COLOMBO, Sri Lanka - Doctors and patients fled a hospital Wednesday in northern Sri Lanka -- closing the last medical facility in the war zone -- after days of artillery attacks by government and rebel forces, aid groups said.

With concern growing for the estimated 250,000 ethnic Tamils trapped in the conflict zone, the UN said cluster munitions appeared to have hit near the hospital and that 52 civilians were killed elsewhere Tuesday.

As fighting raged, President Mahinda Rajapaksa presided over an Independence Day celebration and reasserted that the government was on the brink of destroying the Tamil Tiger rebels and ending the 25-year-old civil war.

"I am confident that in a few days we will decisively defeat the terrorist force that many repeatedly kept saying was invincible," he said.

The rebels have been fighting since 1983 for a separate country for the Tamil minority on this island off the southern coast of India. About 70,000 people have been killed.

An all-out government offensive has forced the rebels out of their strongholds across the north in the past few months and boxed them and the mass of civilians into a sliver of land along the northeastern coast.

The United States, Britain and Canada urged both sides to agree to a temporary ceasefire to allow civilians and the wounded to leave the conflict zone and asked that humanitarian agencies be given access. Sri Lanka barred nearly all aid groups from the war zone last year.

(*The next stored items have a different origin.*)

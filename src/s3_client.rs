use aws_config::{BehaviorVersion, SdkConfig};
use aws_sdk_s3::config::{Credentials, Region};
use aws_sdk_s3::Client;
use tracing::debug;

use crate::config::StorageConfig;

/// Builds the client once per run. Explicit keys take precedence; without
/// them the SDK's default credential chain is used.
pub async fn create_client(config: &StorageConfig) -> Client {
    debug!(bucket = %config.bucket, region = %config.region, "creating storage client");

    let region = Region::new(config.region.clone());
    let mut loader = aws_config::defaults(BehaviorVersion::latest()).region(region);

    if let (Some(access_key), Some(secret_key)) = (&config.access_key, &config.secret_key) {
        debug!("using static credentials");
        let credentials = Credentials::new(
            access_key.clone(),
            secret_key.clone(),
            None,
            None,
            "custom",
        );
        loader = loader.credentials_provider(credentials);
    }

    if let Some(endpoint) = &config.endpoint {
        debug!(endpoint = %endpoint, "using custom endpoint");
        loader = loader.endpoint_url(endpoint);
    }

    let sdk_config: SdkConfig = loader.load().await;

    let client_config = aws_sdk_s3::config::Builder::from(&sdk_config)
        .force_path_style(config.endpoint.is_some())
        .build();

    Client::from_conf(client_config)
}
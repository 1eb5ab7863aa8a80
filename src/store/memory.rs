use async_trait::async_trait;
use futures::stream::{self, BoxStream, StreamExt};
use std::sync::Mutex;

use super::{FailureKind, ObjectStore, StoreError};

/// In-memory bucket for tests. Keys are listed in insertion order.
#[derive(Default)]
pub struct MemoryStore {
    bucket: String,
    keys: Mutex<Vec<String>>,
    deleted: Mutex<Vec<String>>,
    list_failure: Option<FailureKind>,
    refuse_delete: Option<String>,
}

impl MemoryStore {
    pub fn with_keys(bucket: &str, keys: &[&str]) -> Self {
        Self {
            bucket: bucket.to_string(),
            keys: Mutex::new(keys.iter().map(|k| k.to_string()).collect()),
            ..Default::default()
        }
    }

    /// Every listing fails with the given class after yielding nothing.
    pub fn failing_list(mut self, kind: FailureKind) -> Self {
        self.list_failure = Some(kind);
        self
    }

    /// Deleting `key` fails as if permission had been revoked.
    pub fn refusing_delete(mut self, key: &str) -> Self {
        self.refuse_delete = Some(key.to_string());
        self
    }

    pub fn remaining(&self) -> Vec<String> {
        self.keys.lock().unwrap().clone()
    }

    pub fn deleted(&self) -> Vec<String> {
        self.deleted.lock().unwrap().clone()
    }
}

#[async_trait]
impl ObjectStore for MemoryStore {
    fn list<'a>(&'a self, prefix: &'a str) -> BoxStream<'a, Result<String, StoreError>> {
        if let Some(kind) = self.list_failure {
            let err = StoreError::listing(&self.bucket, kind, "injected listing failure".into());
            return stream::once(async move { Err(err) }).boxed();
        }
        let keys: Vec<_> = self
            .keys
            .lock()
            .unwrap()
            .iter()
            .filter(|key| key.starts_with(prefix))
            .cloned()
            .map(Ok)
            .collect();
        stream::iter(keys).boxed()
    }

    async fn delete(&self, key: &str) -> Result<(), StoreError> {
        if self.refuse_delete.as_deref() == Some(key) {
            return Err(StoreError::DeleteFailure {
                key: key.to_string(),
                source: "permission denied".into(),
            });
        }
        let mut keys = self.keys.lock().unwrap();
        let Some(position) = keys.iter().position(|k| k == key) else {
            return Err(StoreError::DeleteFailure {
                key: key.to_string(),
                source: "no such object".into(),
            });
        };
        keys.remove(position);
        self.deleted.lock().unwrap().push(key.to_string());
        Ok(())
    }
}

Foreign Affairs Minister Lawrence Cannon said a ceasefire was needed for "the delivery of much-needed humanitarian assistance to civilians."

And Canada "strongly condemns recent shelling attacks on the hospital in Puthukkudiyiruppu and firing into the government-designated safe area," Cannon said. "All efforts must be made to avoid civilian casualties."

He said Ottawa believes that the conflict can only be resolved "through a durable political solution that meets the legitimate aspirations of all the people of Sri Lanka."

On Wednesday, hundreds of Canadian Tamils rallied on Parliament Hill to protest the deaths of civilians in the offensive.

With the military pounding the area with artillery and air strikes to finish off the rebels -- and the rebels hitting back with their own artillery -- there have been more reports of heavy civilian casualties.

UN spokesman Gordon Weiss said 52 civilians were killed and 80 wounded Tuesday in and around a government-designated "safe zone," an area of rebel territory that the government had pledged not to strike.

After days of artillery fire killed at least 12 people at the Puthukkudiyiruppu hospital, patients began fleeing. On Wednesday, the Red Cross evacuated the staff and remaining 300 patients.

"The last remaining medical facility inside the Vanni pocket (in the war zone) has been effectively closed," Weiss said.

The doctors and patients went to a coastal area deeper inside the war zone where there was no reliable source of drinking water, said Sarasi Wijeratne, spokeswoman for the International Committee of the Red Cross.

Aid workers were trying to find them a better place to stay or get the two sides to grant them safe passage out of the conflict zone, she said.

Weiss said 15 UN staffers and 81 family members who were trapped near the hospital also fled after the area was pounded for more than 16 hours by artillery fire, including what appeared to be cluster munitions.

That was the first public accusation of the use of cluster bombs in the conflict since a ceasefire broke down three years ago, though Weiss said they had been used at least once before in recent weeks.

Cluster munitions are controversial because of their ability to cause damage over a wide area. Many of the bomblets do not explode immediately and pose a danger to civilians long after fighting ends.

Military spokesman Brig. Udaya Nanayakkara denied firing them. "We don't have the facility to fire cluster munitions. We don't have these weapons," he said.

Weiss said the UN accepted the government's assurance it did not have the weapons. The rebels were not available for comment; most communications to the war zone have been cut.

The UN workers and their families had been huddled in trenches they dug across the street from the hospital, Weiss said. The group tried to leave the war zone two weeks earlier, but the rebels refused to let them out, he said.

The 96 civilians had four UN trucks. The rebels commandeered two of the vehicles and later tried to take the other two, but the workers stood firm and the gunmen backed down, Weiss said.

The workers and families then crammed into the large trucks and headed north, deeper into rebel territory, Weiss said. At one point, artillery landed in front of the vehicles, blocking them from heading into the "safe zone" that itself has come under repeated attack, Weiss said.

When the trucks drove near the blast site, the workers saw bodies in a field, Weiss said. Later, the UN group reached the beach to the east and were trying to find somewhere safe to go, he said.

In recent months, Sri Lankan troops have routed the rebels from much of the once-sizable de facto state they controlled in the north and the east.

Dr. Thurairajah Varatharajah, the top health official in the war zone, estimated last week that more than 300 civilians had been killed in recent fighting. Varatharajah has not updated his estimate. The government denies any civilians have been killed.

In addition to the protest in Ottawa on Wednesday, about 12,000 people protested in Geneva and 4,000 in Berlin.